Nachdem ich in der Schule, die ich in einem Telefonbuch gefunden hatte, angekommen war und durch den kreisrunden Eingang in die Trainingshalle gestiegen war, setzte ich mich an den Boden und wartete. Langsam begann sich die Halle mit Menschen in schwarzen Kampfanzügen zu füllen, die sich sodann, einer nach dem anderen, mit den Gesichtern zu den Wänden auf den Boden setzten und in anhaltendem Schweigen verharrten. Ich beobachtet das Geschehen.

Schließlich betrat der Meister den Raum. Er fiel mir gleich durch seine aufrechte Körperhaltung und seinen würdevollen Gang auf. Ich fand ihn auf Anhieb „cool“. Wie alle anderen, setzte auch er sich mit dem Gesicht zur Wand auf den Boden und schwieg. Nach ein paar Minuten allgemeiner Stille gab er ein Zeichen, woraufhin sich alle in einer bestimmten, anscheinend streng geregelten Weise im Raum aufzustellen begannen.

Da ich neu und ohne „Rang“ war, wurde mir ein Platz in der äußersten Ecke des Raumes zugewiesen. Andere Länder, andere Sitten, dachte ich. Wieder setzten sich alle auf den Boden, doch diesmal dem Meister zugewandt. Das Training begann wortlos und mit einer Meditation. Da ich zu dieser Zeit noch nicht wusste, was Meditation bedeutet, tat ich einfach das, was ich bei den anderen sah, also nichts. Dann geschah etwas Unerwartetes.
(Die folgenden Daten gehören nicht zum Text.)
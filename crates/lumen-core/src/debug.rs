//! Debug introspection: read-only views of the working buffers and a rolling
//! frames-per-second counter.

use core::fmt;

use crate::render::{compositor, AccumulationStats};
use crate::target::{Rect, RenderTarget};

/// Gap between debug thumbnails, in pixels.
const THUMBNAIL_MARGIN: u32 = 4;

/// Counts frames drawn per wall-clock second.
///
/// `tick` is fed the host's elapsed time every update; `record_draw` is called
/// once per drawn frame. The published rate changes once per second.
#[derive(Debug, Clone, Copy, PartialEq)]
pub struct FrameCounter {
    /// Seconds left in the current window.
    remaining: f64,
    draw_count: u32,
    draw_rate: u32,
}

impl Default for FrameCounter {
    fn default() -> Self {
        Self::new()
    }
}

impl FrameCounter {
    pub fn new() -> Self {
        Self {
            remaining: 1.0,
            draw_count: 0,
            draw_rate: 0,
        }
    }

    /// Advance the window by `elapsed` seconds. When it runs out the count
    /// so far is published as the rate and reset. Negative or non-finite
    /// `elapsed` is ignored.
    pub fn tick(&mut self, elapsed: f64) {
        if !elapsed.is_finite() || elapsed < 0.0 {
            return;
        }
        self.remaining -= elapsed;
        if self.remaining < 0.0 {
            // Long stalls close just one window.
            self.remaining = self.remaining.rem_euclid(1.0);
            self.draw_rate = self.draw_count;
            self.draw_count = 0;
        }
    }

    pub fn record_draw(&mut self) {
        self.draw_count = self.draw_count.saturating_add(1);
    }

    /// Frames drawn during the last complete one-second window.
    pub fn draw_rate(&self) -> u32 {
        self.draw_rate
    }

    /// Frames drawn so far in the current window.
    pub fn draw_count(&self) -> u32 {
        self.draw_count
    }
}

/// Borrowed snapshot of the engine's intermediates. Holding one prevents any
/// mutation of the engine for its lifetime.
#[derive(Debug, Clone, Copy)]
pub struct DebugView<'a> {
    pub colormap: &'a RenderTarget,
    pub normalmap: &'a RenderTarget,
    pub composite: &'a RenderTarget,
    pub light_count: usize,
    pub enabled_lights: usize,
    pub draw_rate: u32,
    pub stats: AccumulationStats,
}

impl fmt::Display for DebugView<'_> {
    fn fmt(&self, f: &mut fmt::Formatter<'_>) -> fmt::Result {
        writeln!(f, "FPS: {}", self.draw_rate)?;
        writeln!(f, "Lights: {} ({} enabled)", self.light_count, self.enabled_lights)?;
        write!(f, "Path: {:?}", self.stats.path)?;
        if self.stats.lights_dropped > 0 {
            write!(f, " ({} dropped)", self.stats.lights_dropped)?;
        }
        Ok(())
    }
}

/// Draw `targets` as a row of quarter-width thumbnails along the top of
/// `dest`. Sources are only read.
pub fn draw_targets(targets: &[&RenderTarget], dest: &mut RenderTarget) {
    let thumb_w = dest.width() / 4;
    let mut x = THUMBNAIL_MARGIN as i32;
    for src in targets {
        if thumb_w == 0 || src.width() == 0 {
            return;
        }
        let thumb_h = (thumb_w as u64 * src.height() as u64 / src.width() as u64) as u32;
        let rect = Rect::new(x, THUMBNAIL_MARGIN as i32, thumb_w, thumb_h);
        compositor::draw(src, dest, rect);
        x += (thumb_w + THUMBNAIL_MARGIN) as i32;
    }
}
Mit einem Mal wurde ich von einer inneren Bewegung ergriffen. Alles was gerade eben noch fest gewesen war, begann sich nun von innen heraus in einer Art subtilen Vibration zu lösen. Meine Gesichtsmuskulatur bebte und mein Herz überschlug sich. Ich konnte absolut nichts dagegen tun. Schließlich liefen mir die Tränen in Strömen. Währenddessen blickte ich in das Gesicht des Meisters, der in schweigender Vertiefung am oberen Ende des Raumes saß. Dann bemerkte ich, dass es größer und größer wurde und schließlich erkannte ich, dass es das Gesicht jenes Mannes war, den ich als zwölfjähriger Junge auf dem Plakat gesehen hatte. Nun bebte jede Zelle meines Körpers und die Zeit schien still zu stehen. Währenddessen hörte ich eine deutliche Stimme in meinem Kopf, die sagte, dass ich die nächsten Jahre mit diesem Herrn verbringen würde. Ich war fassungslos!

Die folgenden sieben Jahre verbrachte ich in unmittelbarer Nähe meines Lehrers und lernte von ihm. Meine vorerst letzte körperliche Begegnung mit Sonsanim, das ist sein Titel, hatte ich im Jahre 2013. Bei dieser Gelegenheit erklärte er mir, dass unsere Verbindung jenseits der Grenzen von Zeit und Raum begründet sei und dass wir infolgedessen dauerhaft verbunden seien. Für mich sind das keine leeren Worte, sondern es ist meine lebendige Erfahrung.